Recipe of the week: Pumpkin Kibbeh (Rob Palmer)
Blog Words : Food & Drink | 23 March

Recipe of the week: Pumpkin Kibbeh

Serve a slice of Syria at home with this delicious recipe from Sharon Salloum, co-owner of Sydney's Almond Bar

Sadly – for both visitors and (especially, tragically) for its citizens – Syria is very much a danger zone. But this doesn't mean you shouldn’t celebrate its culture. Syrian cuisine’s variety, seasonings and homegrown ingredients set it apart; the city of Aleppo in particular is famous for its unique selection of hot peppers, pomegranates and pistachio nuts. And it has real heritage too, its roots dating back to ancient Egyptian times. “I like to think of it as food of the earth,” says Sharon Salloum, restaurateur and author of Almond Bar: 100 Delicious Syrian Recipes.

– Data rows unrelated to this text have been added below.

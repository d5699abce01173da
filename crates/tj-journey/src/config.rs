//! Journey configuration.

use tj_core::Speed;
use tj_core::time::IST_OFFSET_MINUTES;

use crate::{JourneyError, JourneyResult};

/// Top-level journey configuration.
///
/// Typically loaded from a JSON file by the application crate (with the
/// `serde` feature) and passed to the tracker.  Missing fields fall back to
/// [`Default`].
#[derive(Clone, Debug, PartialEq)]
#[cfg_attr(
    feature = "serde",
    derive(serde::Serialize, serde::Deserialize),
    serde(default)
)]
pub struct JourneyConfig {
    /// Display offset east of UTC in minutes.  Default: 330 (IST).
    pub tz_offset_minutes: i32,

    /// Departure time of day, in the display offset.  Default: 06:00.
    pub departure_hour:   u32,
    pub departure_minute: u32,

    /// Speed used when no override is supplied.  Clamped to `[10, 120]`.
    pub default_speed_kmph: f64,

    /// Seconds between journey recomputes.  Default: 15.
    pub tick_interval_secs: u64,

    /// Seconds between fact rotations.  Default: 15.
    pub fact_interval_secs: u64,

    /// Maximum number of upcoming stops reported.  Default: 4.
    pub upcoming_window: usize,

    /// Minimum seconds between map pans.  Consumed by map collaborators,
    /// not by the journey model.  Default: 5.
    pub pan_throttle_secs: u64,
}

impl Default for JourneyConfig {
    fn default() -> Self {
        Self {
            tz_offset_minutes:  IST_OFFSET_MINUTES,
            departure_hour:     6,
            departure_minute:   0,
            default_speed_kmph: Speed::DEFAULT.kmph(),
            tick_interval_secs: 15,
            fact_interval_secs: 15,
            upcoming_window:    4,
            pan_throttle_secs:  5,
        }
    }
}

impl JourneyConfig {
    /// Reject values that would make the tracker misbehave.
    pub fn validate(&self) -> JourneyResult<()> {
        if self.tz_offset_minutes.unsigned_abs() >= 24 * 60 {
            return Err(config_err(format!(
                "tz_offset_minutes {} must be within ±1439",
                self.tz_offset_minutes
            )));
        }
        if self.departure_hour >= 24 || self.departure_minute >= 60 {
            return Err(config_err(format!(
                "departure time {:02}:{:02} is not a valid time of day",
                self.departure_hour, self.departure_minute
            )));
        }
        if !self.default_speed_kmph.is_finite() {
            return Err(config_err("default_speed_kmph must be finite".into()));
        }
        if self.tick_interval_secs == 0 {
            return Err(config_err("tick_interval_secs must be > 0".into()));
        }
        if self.fact_interval_secs == 0 {
            return Err(config_err("fact_interval_secs must be > 0".into()));
        }
        if self.upcoming_window == 0 {
            return Err(config_err("upcoming_window must be > 0".into()));
        }
        Ok(())
    }

    /// The configured default speed, clamped into range.
    pub fn default_speed(&self) -> Speed {
        Speed::clamped(self.default_speed_kmph).unwrap_or(Speed::DEFAULT)
    }
}

fn config_err(msg: String) -> JourneyError {
    JourneyError::Config(msg)
}
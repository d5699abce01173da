//! Simulated train speed.
//!
//! `Speed` can only be constructed inside `[MIN_KMPH, MAX_KMPH]`, so every
//! mutation site clamps by construction.  Free-form user input goes through
//! [`parse_speed`], which rejects anything that is not a finite number.

use std::fmt;

use crate::SpeedError;

/// Simulated speed in km/h, always within `[Speed::MIN_KMPH, Speed::MAX_KMPH]`.
#[derive(Copy, Clone, Debug, PartialEq, PartialOrd)]
#[cfg_attr(feature = "serde", derive(serde::Serialize))]
pub struct Speed(f64);

impl Speed {
    pub const MIN_KMPH: f64 = 10.0;
    pub const MAX_KMPH: f64 = 120.0;

    /// 65 km/h — average speed assumption when nothing overrides it.
    pub const DEFAULT: Speed = Speed(65.0);

    /// Clamp `kmph` into range.  `None` for NaN or infinities.
    pub fn clamped(kmph: f64) -> Option<Speed> {
        kmph.is_finite()
            .then(|| Speed(kmph.clamp(Self::MIN_KMPH, Self::MAX_KMPH)))
    }

    #[inline]
    pub fn kmph(self) -> f64 {
        self.0
    }
}

impl Default for Speed {
    fn default() -> Self {
        Self::DEFAULT
    }
}

impl fmt::Display for Speed {
    fn fmt(&self, f: &mut fmt::Formatter<'_>) -> fmt::Result {
        write!(f, "{} km/h", self.0)
    }
}

/// Parse free-form text (query value, prompt answer) into a clamped speed.
///
/// Surrounding whitespace is ignored.  Empty, non-numeric and non-finite
/// input is an error; finite out-of-range numbers are clamped.
pub fn parse_speed(input: &str) -> Result<Speed, SpeedError> {
    parse_kmph(input).map(|v| Speed(v.clamp(Speed::MIN_KMPH, Speed::MAX_KMPH)))
}

fn parse_kmph(input: &str) -> Result<f64, SpeedError> {
    let trimmed = input.trim();
    if trimmed.is_empty() {
        return Err(SpeedError::Empty);
    }
    let value: f64 = trimmed
        .parse()
        .map_err(|_| SpeedError::NotANumber(trimmed.to_string()))?;
    if !value.is_finite() {
        return Err(SpeedError::NotFinite(trimmed.to_string()));
    }
    Ok(value)
}

/// Outcome of a speed-change request.
#[derive(Clone, Debug, PartialEq)]
pub enum SpeedChange {
    /// The requested value was in range and is now the speed.
    Applied(Speed),
    /// The request was out of range; `applied` is the clamped value in use.
    Clamped { requested: f64, applied: Speed },
    /// The request was discarded; the previous speed is still in use.
    Rejected(SpeedError),
}

impl SpeedChange {
    /// Classify a raw numeric request.
    pub fn from_request(requested: f64) -> SpeedChange {
        match Speed::clamped(requested) {
            None => SpeedChange::Rejected(SpeedError::NotFinite(requested.to_string())),
            Some(s) if s.kmph() == requested => SpeedChange::Applied(s),
            Some(applied) => SpeedChange::Clamped { requested, applied },
        }
    }

    /// Classify a free-form text request.
    pub fn from_input(input: &str) -> SpeedChange {
        match parse_kmph(input) {
            Ok(value) => Self::from_request(value),
            Err(e) => SpeedChange::Rejected(e),
        }
    }

    /// The speed now in effect, or `None` if the request was rejected.
    pub fn speed(&self) -> Option<Speed> {
        match self {
            SpeedChange::Applied(s) | SpeedChange::Clamped { applied: s, .. } => Some(*s),
            SpeedChange::Rejected(_) => None,
        }
    }

    pub fn is_rejected(&self) -> bool {
        matches!(self, SpeedChange::Rejected(_))
    }
}
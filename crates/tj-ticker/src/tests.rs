//! Unit tests for tj-ticker.

use std::cell::RefCell;
use std::rc::Rc;
use std::sync::Arc;
use std::time::Duration;

use chrono::{TimeZone, Utc};

use tj_core::{Clock, GeoPoint, ManualTimeSource, SpeedChange};
use tj_journey::{FactRotator, JourneyConfig, JourneyState};
use tj_route::{Route, RouteBuilder};

use crate::{
    JourneyObserver, JourneyTracker, NoopObserver, NoopSink, Scheduler, TrackerBuilder, TrackerError,
};

// ── Helpers ───────────────────────────────────────────────────────────────────

/// 2024-03-01 06:00 IST, i.e. exactly the default departure.
fn departure_source() -> ManualTimeSource {
    ManualTimeSource::new(Utc.with_ymd_and_hms(2024, 3, 1, 0, 30, 0).unwrap())
}

fn route() -> Arc<Route> {
    Arc::new(
        RouteBuilder::new("Delhi → Patna")
            .stop("Delhi", 28.61, 77.23)
            .stop("Kanpur", 26.45, 80.35)
            .stop("Patna", 25.59, 85.14)
            .build()
            .unwrap(),
    )
}

/// Records every callback in order.
#[derive(Default)]
struct Recorder {
    states:   Vec<JourneyState>,
    facts:    Vec<String>,
    changes:  Vec<SpeedChange>,
    shutdown: usize,
}

impl JourneyObserver for Recorder {
    fn on_state(&mut self, state: &JourneyState) {
        self.states.push(state.clone());
    }
    fn on_fact(&mut self, fact: &str) {
        self.facts.push(fact.to_string());
    }
    fn on_speed_change(&mut self, change: &SpeedChange) {
        self.changes.push(change.clone());
    }
    fn on_shutdown(&mut self) {
        self.shutdown += 1;
    }
}

type Positions = Rc<RefCell<Vec<GeoPoint>>>;

/// Builds a tracker whose sink appends to the returned vector.
fn tracker_with(
    source: &ManualTimeSource,
    config: JourneyConfig,
    speed: Option<&str>,
) -> (JourneyTracker<ManualTimeSource, impl FnMut(GeoPoint)>, Positions) {
    let positions: Positions = Rc::default();
    let sink = {
        let positions = Rc::clone(&positions);
        move |p: GeoPoint| positions.borrow_mut().push(p)
    };
    let clock = Clock::from_offset_minutes(330, source.clone()).unwrap();
    let tracker = TrackerBuilder::new(route(), clock, sink)
        .config(config)
        .speed_override(speed)
        .facts(FactRotator::new(["one", "two", "three"]))
        .build()
        .unwrap();
    (tracker, positions)
}

// ── Scheduler ─────────────────────────────────────────────────────────────────

#[cfg(test)]
mod scheduler {
    use super::*;

    #[test]
    fn nothing_fires_before_due() {
        let mut s = Scheduler::new();
        s.schedule_every(Duration::from_secs(10), 1_000, 'a');
        assert!(s.run_due(999).is_empty());
        assert_eq!(s.next_due(), Some(1_000));
    }

    #[test]
    fn fires_and_requeues_one_interval_later() {
        let mut s = Scheduler::new();
        let h = s.schedule_every(Duration::from_secs(10), 1_000, 'a');
        let fired = s.run_due(1_000);
        assert_eq!(fired, vec![(h.id(), 'a')]);
        assert_eq!(s.next_due(), Some(11_000));
    }

    #[test]
    fn late_loop_skips_missed_periods() {
        let mut s = Scheduler::new();
        s.schedule_every(Duration::from_secs(10), 1_000, 'a');
        // 35 s late: fires once, then resumes one interval after now.
        assert_eq!(s.run_due(36_000).len(), 1);
        assert_eq!(s.next_due(), Some(46_000));
        assert!(s.run_due(45_999).is_empty());
    }

    #[test]
    fn orders_by_due_then_scheduling_order() {
        let mut s = Scheduler::new();
        s.schedule_every(Duration::from_secs(5), 2_000, 'b');
        s.schedule_every(Duration::from_secs(5), 1_000, 'a');
        s.schedule_every(Duration::from_secs(5), 2_000, 'c');
        let payloads: Vec<char> = s.run_due(2_000).into_iter().map(|(_, p)| p).collect();
        assert_eq!(payloads, vec!['a', 'b', 'c']);
    }

    #[test]
    fn cancelled_handle_stops_firing() {
        let mut s = Scheduler::new();
        let a = s.schedule_every(Duration::from_secs(1), 0, 'a');
        let b = s.schedule_every(Duration::from_secs(1), 0, 'b');
        a.cancel();
        assert!(a.is_cancelled());
        assert_eq!(s.len(), 1);
        let fired = s.run_due(0);
        assert_eq!(fired, vec![(b.id(), 'b')]);
    }

    #[test]
    fn cancel_by_id_and_cancel_all() {
        let mut s = Scheduler::new();
        let a = s.schedule_every(Duration::from_secs(1), 0, 'a');
        let b = s.schedule_every(Duration::from_secs(1), 0, 'b');
        assert!(s.cancel(a.id()));
        assert!(!s.cancel(a.id()));
        assert!(a.is_cancelled());

        s.cancel_all();
        assert!(b.is_cancelled());
        assert!(s.is_empty());
        assert_eq!(s.next_due(), None);
        assert!(s.run_due(i64::MAX).is_empty());
    }

    #[test]
    fn sub_millisecond_interval_rounds_up() {
        let mut s = Scheduler::new();
        s.schedule_every(Duration::ZERO, 0, 'a');
        assert_eq!(s.run_due(0).len(), 1);
        assert_eq!(s.next_due(), Some(1));
    }
}

// ── JourneyTracker ────────────────────────────────────────────────────────────

#[cfg(test)]
mod tracker {
    use super::*;

    #[test]
    fn build_pushes_initial_position() {
        let source = departure_source();
        let (tracker, positions) = tracker_with(&source, JourneyConfig::default(), None);
        let start = tracker.model().route().start();
        assert_eq!(positions.borrow().as_slice(), &[start]);
        assert_eq!(tracker.state().traveled_km, 0.0);
        assert_eq!(tracker.state().speed.kmph(), 65.0);
        assert_eq!(tracker.model().departure(), tracker.clock().now());
        assert!(tracker.is_running());
        assert_eq!(tracker.current_fact(), Some("one"));
    }

    #[test]
    fn pump_before_first_tick_does_nothing() {
        let source = departure_source();
        let (mut tracker, positions) = tracker_with(&source, JourneyConfig::default(), None);
        let mut rec = Recorder::default();
        source.advance_secs(14);
        assert_eq!(tracker.pump(&mut rec), 0);
        assert!(rec.states.is_empty());
        assert_eq!(positions.borrow().len(), 1);
        assert_eq!(tracker.until_next_due(), Some(Duration::from_secs(1)));
        let now_ms = tracker.clock().now().timestamp_millis();
        assert_eq!(tracker.next_due(), Some(now_ms + 1_000));
    }

    #[test]
    fn tick_recomputes_from_clock() {
        let source = departure_source();
        let (mut tracker, positions) = tracker_with(&source, JourneyConfig::default(), Some("60"));
        let mut rec = Recorder::default();

        // One hour later the loop wakes once; the late tick fires a single time.
        source.advance_secs(3600);
        let fired = tracker.pump(&mut rec);
        assert_eq!(fired, 2);
        assert_eq!(tracker.ticks(), 1);
        assert_eq!(rec.states.len(), 1);
        assert!((rec.states[0].traveled_km - 60.0).abs() < 1e-6);
        assert_eq!(positions.borrow().len(), 2);
        assert_eq!(positions.borrow()[1], tracker.state().current_point);
        assert_eq!(rec.facts, vec!["two".to_string()]);
    }

    #[test]
    fn facts_rotate_on_their_own_interval() {
        let source = departure_source();
        let config = JourneyConfig { tick_interval_secs: 60, fact_interval_secs: 15, ..Default::default() };
        let (mut tracker, _) = tracker_with(&source, config, None);
        let mut rec = Recorder::default();
        for _ in 0..4 {
            source.advance_secs(15);
            tracker.pump(&mut rec);
        }
        assert_eq!(rec.facts, vec!["two", "three", "one", "two"]);
        assert_eq!(rec.states.len(), 1);
        assert_eq!(tracker.current_fact(), Some("two"));
    }

    #[test]
    fn adjust_speed_recomputes_immediately() {
        let source = departure_source();
        let (mut tracker, positions) = tracker_with(&source, JourneyConfig::default(), None);
        let mut rec = Recorder::default();
        source.advance_secs(7200);

        let change = tracker.adjust_speed("100", &mut rec).unwrap();
        assert!(!change.is_rejected());
        assert_eq!(rec.changes.len(), 1);
        assert_eq!(rec.states.len(), 1);
        assert!((tracker.state().traveled_km - 200.0).abs() < 1e-6);
        assert_eq!(positions.borrow().len(), 2);
        // Out-of-schedule recompute does not count as a tick.
        assert_eq!(tracker.ticks(), 0);
    }

    #[test]
    fn rejected_speed_leaves_state_alone() {
        let source = departure_source();
        let (mut tracker, positions) = tracker_with(&source, JourneyConfig::default(), None);
        let mut rec = Recorder::default();
        source.advance_secs(600);
        let before = tracker.state().clone();

        let change = tracker.adjust_speed("abc", &mut rec).unwrap();
        assert!(change.is_rejected());
        assert_eq!(rec.changes, vec![change]);
        assert!(rec.states.is_empty());
        assert_eq!(tracker.state(), &before);
        assert_eq!(tracker.model().speed().kmph(), 65.0);
        assert_eq!(positions.borrow().len(), 1);
    }

    #[test]
    fn invalid_override_uses_configured_default() {
        let source = departure_source();
        let config = JourneyConfig { default_speed_kmph: 90.0, ..Default::default() };
        let (tracker, _) = tracker_with(&source, config, Some("fast"));
        assert_eq!(tracker.model().speed().kmph(), 90.0);
    }

    #[test]
    fn shutdown_cancels_both_tasks_once() {
        let source = departure_source();
        let (mut tracker, _) = tracker_with(&source, JourneyConfig::default(), None);
        let mut rec = Recorder::default();
        let tick = tracker.tick_handle().clone();
        let fact = tracker.fact_handle().clone();

        tracker.shutdown(&mut rec);
        tracker.shutdown(&mut rec);
        assert_eq!(rec.shutdown, 1);
        assert!(tick.is_cancelled() && fact.is_cancelled());
        assert!(!tracker.is_running());
        assert_eq!(tracker.until_next_due(), None);

        source.advance_secs(3600);
        assert_eq!(tracker.pump(&mut rec), 0);
        assert!(rec.states.is_empty());
    }

    #[test]
    fn shutdown_after_handles_cancelled_still_reports() {
        let source = departure_source();
        let (mut tracker, _) = tracker_with(&source, JourneyConfig::default(), None);
        let mut rec = Recorder::default();
        tracker.tick_handle().cancel();
        tracker.fact_handle().cancel();
        assert!(!tracker.is_running());

        tracker.shutdown(&mut rec);
        assert_eq!(rec.shutdown, 1);
        assert_eq!(tracker.next_due(), None);
        tracker.shutdown(&mut rec);
        assert_eq!(rec.shutdown, 1);
    }

    #[test]
    fn speed_input_ignored_after_shutdown() {
        let source = departure_source();
        let (mut tracker, positions) = tracker_with(&source, JourneyConfig::default(), None);
        let mut rec = Recorder::default();
        tracker.shutdown(&mut rec);
        source.advance_secs(3600);

        assert_eq!(tracker.adjust_speed("100", &mut rec), None);
        assert!(rec.changes.is_empty());
        assert!(rec.states.is_empty());
        assert_eq!(tracker.model().speed().kmph(), 65.0);
        assert_eq!(positions.borrow().len(), 1);
    }

    #[test]
    fn clock_offset_must_match_config() {
        let clock = Clock::from_offset_minutes(330, departure_source()).unwrap();
        let config = JourneyConfig { tz_offset_minutes: 0, ..Default::default() };
        let result = TrackerBuilder::new(route(), clock, NoopSink).config(config).build();
        assert!(matches!(
            result,
            Err(TrackerError::OffsetMismatch { clock_minutes: 330, config_minutes: 0 })
        ));
    }

    #[test]
    fn drop_cancels_handles() {
        let source = departure_source();
        let (tracker, _) = tracker_with(&source, JourneyConfig::default(), None);
        let tick = tracker.tick_handle().clone();
        drop(tracker);
        assert!(tick.is_cancelled());
    }

    #[test]
    fn invalid_config_is_rejected() {
        let clock = Clock::from_offset_minutes(330, departure_source()).unwrap();
        let config = JourneyConfig { tick_interval_secs: 0, ..Default::default() };
        let result = TrackerBuilder::new(route(), clock, NoopSink).config(config).build();
        assert!(result.is_err());
    }

    #[test]
    fn arrival_pins_marker_to_terminus() {
        let source = departure_source();
        let (mut tracker, _) = tracker_with(&source, JourneyConfig::default(), Some("120"));
        source.advance_secs(48 * 3600);
        tracker.pump(&mut NoopObserver);
        let end = tracker.model().route().end();
        assert!(tracker.state().is_arrived());
        assert_eq!(tracker.state().current_point, end);
        assert_eq!(tracker.snapshot().current, end);
        assert_eq!(tracker.state().progress_pct, 100);
    }
}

Syrian food is a melting pot of Middle Eastern fare, influenced by menus from neighbouring Turkey and Iran. It’s not to do with fancy presentation or the use of special gadgets; Syrian food is made with passion and has a natural beauty, the result of its fresh, high-quality ingredients, ideally plucked straight from the garden.

Authentic Syrian dishes are served tapas-style, including bite-size snacks such as kibbeh (similar to a falafel), kebab (not the late-night van kind) and shanklish, a cheese-based nibble. The key thing to remember is that whipping up a meal is a marathon, not a sprint: a Syrian cook might spend a week pulling their recipe and its elements together.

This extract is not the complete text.